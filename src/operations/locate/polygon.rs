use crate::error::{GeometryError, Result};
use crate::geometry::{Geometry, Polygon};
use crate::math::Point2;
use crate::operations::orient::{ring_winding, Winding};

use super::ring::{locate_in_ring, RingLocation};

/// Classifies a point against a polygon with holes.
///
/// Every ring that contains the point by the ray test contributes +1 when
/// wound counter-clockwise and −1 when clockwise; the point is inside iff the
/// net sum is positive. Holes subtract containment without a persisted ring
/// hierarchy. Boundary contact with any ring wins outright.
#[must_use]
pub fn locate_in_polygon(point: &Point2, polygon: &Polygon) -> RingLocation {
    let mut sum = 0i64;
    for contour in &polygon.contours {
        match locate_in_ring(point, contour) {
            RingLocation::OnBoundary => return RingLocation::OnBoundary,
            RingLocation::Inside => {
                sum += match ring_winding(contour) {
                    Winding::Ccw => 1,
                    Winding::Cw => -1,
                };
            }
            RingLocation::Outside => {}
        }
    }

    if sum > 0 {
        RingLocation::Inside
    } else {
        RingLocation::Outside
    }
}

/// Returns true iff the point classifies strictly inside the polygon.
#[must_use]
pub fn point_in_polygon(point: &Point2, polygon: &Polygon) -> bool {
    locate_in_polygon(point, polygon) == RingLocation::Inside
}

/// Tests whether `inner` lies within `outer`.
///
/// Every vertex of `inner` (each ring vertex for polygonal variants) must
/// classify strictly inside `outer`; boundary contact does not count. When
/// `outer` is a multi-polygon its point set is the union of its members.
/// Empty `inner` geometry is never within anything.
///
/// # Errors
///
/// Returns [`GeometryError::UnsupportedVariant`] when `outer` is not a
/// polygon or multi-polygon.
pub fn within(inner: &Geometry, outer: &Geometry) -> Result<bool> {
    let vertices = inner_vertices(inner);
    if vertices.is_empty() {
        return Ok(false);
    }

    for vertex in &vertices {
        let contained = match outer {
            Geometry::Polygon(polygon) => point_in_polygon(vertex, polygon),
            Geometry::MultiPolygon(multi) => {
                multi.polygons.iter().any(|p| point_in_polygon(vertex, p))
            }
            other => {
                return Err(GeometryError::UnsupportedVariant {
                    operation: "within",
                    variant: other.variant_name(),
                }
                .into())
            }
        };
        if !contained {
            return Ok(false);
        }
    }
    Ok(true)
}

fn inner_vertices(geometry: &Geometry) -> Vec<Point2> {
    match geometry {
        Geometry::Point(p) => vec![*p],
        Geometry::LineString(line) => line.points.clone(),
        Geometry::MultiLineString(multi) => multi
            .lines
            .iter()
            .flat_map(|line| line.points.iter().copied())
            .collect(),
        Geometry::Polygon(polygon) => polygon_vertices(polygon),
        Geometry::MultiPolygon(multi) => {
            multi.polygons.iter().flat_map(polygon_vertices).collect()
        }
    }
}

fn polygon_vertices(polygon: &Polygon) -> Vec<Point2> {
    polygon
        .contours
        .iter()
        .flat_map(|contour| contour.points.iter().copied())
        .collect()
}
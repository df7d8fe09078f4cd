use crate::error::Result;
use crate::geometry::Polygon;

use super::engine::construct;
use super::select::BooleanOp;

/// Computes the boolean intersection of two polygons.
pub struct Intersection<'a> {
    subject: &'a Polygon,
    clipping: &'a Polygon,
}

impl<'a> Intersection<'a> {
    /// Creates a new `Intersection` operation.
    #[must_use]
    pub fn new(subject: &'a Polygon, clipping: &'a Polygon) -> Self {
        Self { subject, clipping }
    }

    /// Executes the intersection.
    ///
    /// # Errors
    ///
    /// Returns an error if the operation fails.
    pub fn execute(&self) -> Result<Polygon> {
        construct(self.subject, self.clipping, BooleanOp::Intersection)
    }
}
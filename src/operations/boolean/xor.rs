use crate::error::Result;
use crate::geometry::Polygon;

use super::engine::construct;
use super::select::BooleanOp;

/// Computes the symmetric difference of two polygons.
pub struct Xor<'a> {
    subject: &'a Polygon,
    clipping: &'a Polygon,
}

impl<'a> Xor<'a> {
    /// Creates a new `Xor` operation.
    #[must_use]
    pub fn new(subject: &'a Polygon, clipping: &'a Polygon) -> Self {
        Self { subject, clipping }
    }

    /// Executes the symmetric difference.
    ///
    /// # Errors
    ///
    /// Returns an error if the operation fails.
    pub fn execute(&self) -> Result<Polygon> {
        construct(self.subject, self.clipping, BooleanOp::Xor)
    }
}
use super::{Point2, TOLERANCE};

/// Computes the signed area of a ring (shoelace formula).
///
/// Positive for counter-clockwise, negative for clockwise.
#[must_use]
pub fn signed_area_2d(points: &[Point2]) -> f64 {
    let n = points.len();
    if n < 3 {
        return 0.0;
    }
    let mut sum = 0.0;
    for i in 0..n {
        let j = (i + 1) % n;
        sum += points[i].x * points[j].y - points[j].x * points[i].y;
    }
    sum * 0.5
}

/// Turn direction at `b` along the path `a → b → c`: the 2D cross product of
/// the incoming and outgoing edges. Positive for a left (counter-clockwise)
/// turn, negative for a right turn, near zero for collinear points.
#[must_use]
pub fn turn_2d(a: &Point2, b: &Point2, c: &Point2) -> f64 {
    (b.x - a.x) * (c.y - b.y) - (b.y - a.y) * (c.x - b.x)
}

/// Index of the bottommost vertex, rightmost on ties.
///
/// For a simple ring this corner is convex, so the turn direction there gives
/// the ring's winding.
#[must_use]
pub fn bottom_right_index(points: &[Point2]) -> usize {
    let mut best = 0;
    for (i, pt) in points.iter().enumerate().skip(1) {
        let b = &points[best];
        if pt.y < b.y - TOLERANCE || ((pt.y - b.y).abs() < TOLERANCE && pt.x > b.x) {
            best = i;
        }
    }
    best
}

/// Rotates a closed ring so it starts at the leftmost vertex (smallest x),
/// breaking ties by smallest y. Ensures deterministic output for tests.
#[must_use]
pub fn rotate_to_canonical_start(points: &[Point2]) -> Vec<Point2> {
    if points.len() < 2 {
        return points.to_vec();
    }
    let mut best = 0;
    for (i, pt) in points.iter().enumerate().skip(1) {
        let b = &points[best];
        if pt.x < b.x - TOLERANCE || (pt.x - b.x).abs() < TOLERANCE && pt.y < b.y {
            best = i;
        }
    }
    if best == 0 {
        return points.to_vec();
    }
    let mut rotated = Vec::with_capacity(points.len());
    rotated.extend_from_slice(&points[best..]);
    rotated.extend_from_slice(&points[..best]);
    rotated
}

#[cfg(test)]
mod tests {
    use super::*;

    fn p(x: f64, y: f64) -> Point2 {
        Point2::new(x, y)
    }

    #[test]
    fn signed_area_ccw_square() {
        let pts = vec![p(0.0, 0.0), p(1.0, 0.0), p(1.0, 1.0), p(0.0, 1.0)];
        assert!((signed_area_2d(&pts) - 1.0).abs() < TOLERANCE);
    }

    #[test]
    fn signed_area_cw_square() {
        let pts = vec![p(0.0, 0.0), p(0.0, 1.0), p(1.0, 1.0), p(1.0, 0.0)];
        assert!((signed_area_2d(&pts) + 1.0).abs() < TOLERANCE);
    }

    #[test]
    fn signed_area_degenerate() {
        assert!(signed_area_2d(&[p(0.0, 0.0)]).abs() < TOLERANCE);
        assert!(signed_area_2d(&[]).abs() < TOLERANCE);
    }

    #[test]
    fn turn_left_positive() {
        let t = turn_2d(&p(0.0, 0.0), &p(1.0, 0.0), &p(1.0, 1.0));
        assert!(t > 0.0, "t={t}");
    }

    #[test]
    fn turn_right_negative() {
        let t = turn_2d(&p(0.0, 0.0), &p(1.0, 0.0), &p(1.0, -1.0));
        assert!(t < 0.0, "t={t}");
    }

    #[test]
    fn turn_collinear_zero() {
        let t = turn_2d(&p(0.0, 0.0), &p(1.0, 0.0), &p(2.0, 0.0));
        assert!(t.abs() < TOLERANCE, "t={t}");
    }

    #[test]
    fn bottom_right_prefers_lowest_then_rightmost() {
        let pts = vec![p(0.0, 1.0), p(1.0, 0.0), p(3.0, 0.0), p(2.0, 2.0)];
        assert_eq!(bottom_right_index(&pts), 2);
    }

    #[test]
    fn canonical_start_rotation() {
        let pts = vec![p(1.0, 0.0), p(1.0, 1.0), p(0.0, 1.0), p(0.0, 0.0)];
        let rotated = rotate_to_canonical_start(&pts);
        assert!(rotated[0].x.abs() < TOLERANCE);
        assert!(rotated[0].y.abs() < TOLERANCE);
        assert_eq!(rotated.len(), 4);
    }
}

TASK ITEM: Your task is to copy each line of the entries that includes the word "match".

FINAL ANSWER:
        match locate_in_ring(point, contour) {
                sum += match ring_winding(contour) {
        let contained = match outer {
    match geometry {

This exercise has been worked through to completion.